YOUR GOAL: Scan the material for the word "CommunicationMode" and return every matching line.
* * * * *
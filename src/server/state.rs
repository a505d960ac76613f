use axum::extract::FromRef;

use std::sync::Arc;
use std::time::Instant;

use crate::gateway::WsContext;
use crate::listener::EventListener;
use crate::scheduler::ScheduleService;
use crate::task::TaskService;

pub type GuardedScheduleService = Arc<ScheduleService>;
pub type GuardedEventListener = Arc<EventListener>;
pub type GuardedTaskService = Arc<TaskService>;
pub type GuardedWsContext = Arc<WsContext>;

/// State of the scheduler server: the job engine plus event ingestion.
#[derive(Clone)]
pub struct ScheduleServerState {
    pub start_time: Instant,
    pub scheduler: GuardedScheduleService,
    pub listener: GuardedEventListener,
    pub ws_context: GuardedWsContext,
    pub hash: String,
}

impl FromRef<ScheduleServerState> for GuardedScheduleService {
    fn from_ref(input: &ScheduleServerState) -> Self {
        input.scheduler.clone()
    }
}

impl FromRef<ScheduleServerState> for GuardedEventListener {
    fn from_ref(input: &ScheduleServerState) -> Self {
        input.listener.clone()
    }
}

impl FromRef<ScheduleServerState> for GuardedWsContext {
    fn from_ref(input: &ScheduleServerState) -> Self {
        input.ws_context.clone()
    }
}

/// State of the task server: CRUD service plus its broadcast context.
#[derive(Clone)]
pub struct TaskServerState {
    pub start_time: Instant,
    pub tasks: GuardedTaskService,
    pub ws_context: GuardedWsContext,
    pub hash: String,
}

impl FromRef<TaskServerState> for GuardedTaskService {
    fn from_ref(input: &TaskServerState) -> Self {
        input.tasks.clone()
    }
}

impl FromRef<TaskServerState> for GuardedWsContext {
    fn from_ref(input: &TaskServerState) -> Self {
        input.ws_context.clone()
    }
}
* * * * *
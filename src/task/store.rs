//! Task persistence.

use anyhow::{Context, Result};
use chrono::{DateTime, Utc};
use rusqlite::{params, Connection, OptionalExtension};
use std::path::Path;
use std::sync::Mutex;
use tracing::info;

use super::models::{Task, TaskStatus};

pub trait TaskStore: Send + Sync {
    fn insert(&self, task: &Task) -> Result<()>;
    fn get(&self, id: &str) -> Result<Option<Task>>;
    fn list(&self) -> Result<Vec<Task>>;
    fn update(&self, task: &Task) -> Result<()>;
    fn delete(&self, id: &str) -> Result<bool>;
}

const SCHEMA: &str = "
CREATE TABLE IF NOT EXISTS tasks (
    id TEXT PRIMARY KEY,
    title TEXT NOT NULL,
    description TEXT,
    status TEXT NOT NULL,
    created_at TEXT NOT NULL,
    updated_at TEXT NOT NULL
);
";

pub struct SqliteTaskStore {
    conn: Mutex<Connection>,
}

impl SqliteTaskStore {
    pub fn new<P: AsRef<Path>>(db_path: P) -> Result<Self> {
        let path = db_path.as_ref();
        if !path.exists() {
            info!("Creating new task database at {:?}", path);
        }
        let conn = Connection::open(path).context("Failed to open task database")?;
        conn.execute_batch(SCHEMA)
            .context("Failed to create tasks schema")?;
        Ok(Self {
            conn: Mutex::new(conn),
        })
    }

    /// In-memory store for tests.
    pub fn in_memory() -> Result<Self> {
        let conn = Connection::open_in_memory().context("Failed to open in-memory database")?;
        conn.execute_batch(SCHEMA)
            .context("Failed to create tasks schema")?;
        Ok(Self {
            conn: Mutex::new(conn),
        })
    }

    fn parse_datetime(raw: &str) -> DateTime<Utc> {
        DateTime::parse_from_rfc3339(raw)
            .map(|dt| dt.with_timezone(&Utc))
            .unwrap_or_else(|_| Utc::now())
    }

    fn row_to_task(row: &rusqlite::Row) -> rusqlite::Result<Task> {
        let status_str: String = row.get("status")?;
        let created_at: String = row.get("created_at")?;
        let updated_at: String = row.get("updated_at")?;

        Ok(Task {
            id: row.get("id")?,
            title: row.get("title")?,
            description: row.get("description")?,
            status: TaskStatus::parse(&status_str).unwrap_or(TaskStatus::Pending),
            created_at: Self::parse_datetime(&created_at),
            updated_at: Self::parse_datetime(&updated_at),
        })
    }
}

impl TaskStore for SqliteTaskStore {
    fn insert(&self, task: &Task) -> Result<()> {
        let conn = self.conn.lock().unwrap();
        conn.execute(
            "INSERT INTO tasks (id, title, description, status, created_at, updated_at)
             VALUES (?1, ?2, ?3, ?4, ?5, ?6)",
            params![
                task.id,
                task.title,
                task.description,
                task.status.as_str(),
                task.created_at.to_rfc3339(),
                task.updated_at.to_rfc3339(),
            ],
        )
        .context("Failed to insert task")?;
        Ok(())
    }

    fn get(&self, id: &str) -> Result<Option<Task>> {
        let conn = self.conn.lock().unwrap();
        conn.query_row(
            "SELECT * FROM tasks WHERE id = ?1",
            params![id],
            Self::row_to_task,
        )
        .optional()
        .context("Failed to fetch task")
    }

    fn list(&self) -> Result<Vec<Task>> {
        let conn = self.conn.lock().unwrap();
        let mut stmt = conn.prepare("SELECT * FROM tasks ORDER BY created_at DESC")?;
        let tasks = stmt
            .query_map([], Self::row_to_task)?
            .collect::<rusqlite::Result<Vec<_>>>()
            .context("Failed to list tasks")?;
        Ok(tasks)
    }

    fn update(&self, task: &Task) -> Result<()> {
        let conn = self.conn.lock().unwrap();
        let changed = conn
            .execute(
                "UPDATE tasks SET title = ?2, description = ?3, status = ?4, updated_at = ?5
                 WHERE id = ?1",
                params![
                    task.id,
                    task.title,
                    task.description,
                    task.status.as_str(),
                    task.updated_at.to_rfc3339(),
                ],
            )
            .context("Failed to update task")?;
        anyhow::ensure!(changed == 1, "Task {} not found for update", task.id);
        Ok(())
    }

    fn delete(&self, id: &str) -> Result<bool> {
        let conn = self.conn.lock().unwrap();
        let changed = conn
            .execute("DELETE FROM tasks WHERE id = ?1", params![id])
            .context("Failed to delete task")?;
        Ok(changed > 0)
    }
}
* * * * *
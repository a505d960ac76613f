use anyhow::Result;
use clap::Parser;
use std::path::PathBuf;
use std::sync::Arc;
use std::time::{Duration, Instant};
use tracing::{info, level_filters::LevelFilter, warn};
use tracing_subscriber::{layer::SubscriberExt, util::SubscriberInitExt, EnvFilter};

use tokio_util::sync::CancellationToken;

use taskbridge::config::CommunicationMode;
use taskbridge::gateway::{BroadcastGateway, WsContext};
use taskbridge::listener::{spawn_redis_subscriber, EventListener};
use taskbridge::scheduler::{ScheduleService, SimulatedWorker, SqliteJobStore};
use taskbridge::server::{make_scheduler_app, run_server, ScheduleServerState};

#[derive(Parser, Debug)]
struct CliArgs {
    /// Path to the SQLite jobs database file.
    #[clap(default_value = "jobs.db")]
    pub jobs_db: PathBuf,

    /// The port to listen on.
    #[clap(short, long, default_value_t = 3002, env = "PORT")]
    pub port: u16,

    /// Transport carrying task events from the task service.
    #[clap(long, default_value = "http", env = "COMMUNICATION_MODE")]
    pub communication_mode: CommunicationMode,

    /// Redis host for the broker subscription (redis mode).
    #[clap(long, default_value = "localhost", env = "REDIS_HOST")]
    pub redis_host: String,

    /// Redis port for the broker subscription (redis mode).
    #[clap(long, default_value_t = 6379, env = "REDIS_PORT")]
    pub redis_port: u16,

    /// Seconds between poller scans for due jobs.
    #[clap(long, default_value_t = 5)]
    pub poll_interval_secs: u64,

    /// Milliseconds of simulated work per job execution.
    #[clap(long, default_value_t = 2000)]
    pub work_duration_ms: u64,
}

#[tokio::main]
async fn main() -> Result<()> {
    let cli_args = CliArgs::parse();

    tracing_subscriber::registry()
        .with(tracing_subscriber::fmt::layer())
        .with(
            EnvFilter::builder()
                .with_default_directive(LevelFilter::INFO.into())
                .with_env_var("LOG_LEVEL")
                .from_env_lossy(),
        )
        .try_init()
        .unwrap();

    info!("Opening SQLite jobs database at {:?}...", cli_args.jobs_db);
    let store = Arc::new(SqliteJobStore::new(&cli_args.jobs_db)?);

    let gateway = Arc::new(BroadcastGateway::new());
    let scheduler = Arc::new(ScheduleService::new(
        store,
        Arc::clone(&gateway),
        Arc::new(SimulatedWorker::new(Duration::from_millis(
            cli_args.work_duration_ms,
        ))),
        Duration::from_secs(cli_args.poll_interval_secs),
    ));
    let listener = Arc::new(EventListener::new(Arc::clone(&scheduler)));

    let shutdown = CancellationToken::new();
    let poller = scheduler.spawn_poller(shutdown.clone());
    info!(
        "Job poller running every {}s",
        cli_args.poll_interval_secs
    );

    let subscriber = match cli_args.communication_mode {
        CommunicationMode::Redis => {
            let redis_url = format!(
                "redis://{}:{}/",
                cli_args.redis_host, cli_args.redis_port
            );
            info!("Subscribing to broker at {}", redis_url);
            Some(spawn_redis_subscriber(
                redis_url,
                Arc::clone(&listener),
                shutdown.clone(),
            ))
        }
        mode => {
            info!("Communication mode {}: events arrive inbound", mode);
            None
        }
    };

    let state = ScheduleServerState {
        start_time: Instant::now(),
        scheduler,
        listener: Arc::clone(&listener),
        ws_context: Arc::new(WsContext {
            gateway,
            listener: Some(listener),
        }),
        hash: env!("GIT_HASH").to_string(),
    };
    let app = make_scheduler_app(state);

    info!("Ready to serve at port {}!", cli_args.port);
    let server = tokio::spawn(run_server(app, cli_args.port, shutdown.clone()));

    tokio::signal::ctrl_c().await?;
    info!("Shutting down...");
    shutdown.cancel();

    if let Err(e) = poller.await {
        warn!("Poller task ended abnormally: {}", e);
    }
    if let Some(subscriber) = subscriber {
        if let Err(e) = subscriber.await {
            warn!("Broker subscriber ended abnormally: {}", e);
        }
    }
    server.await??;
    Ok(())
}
* * * * *
EXPECTED ANSWER:
use taskbridge::config::CommunicationMode;
    pub communication_mode: CommunicationMode,
        CommunicationMode::Redis => {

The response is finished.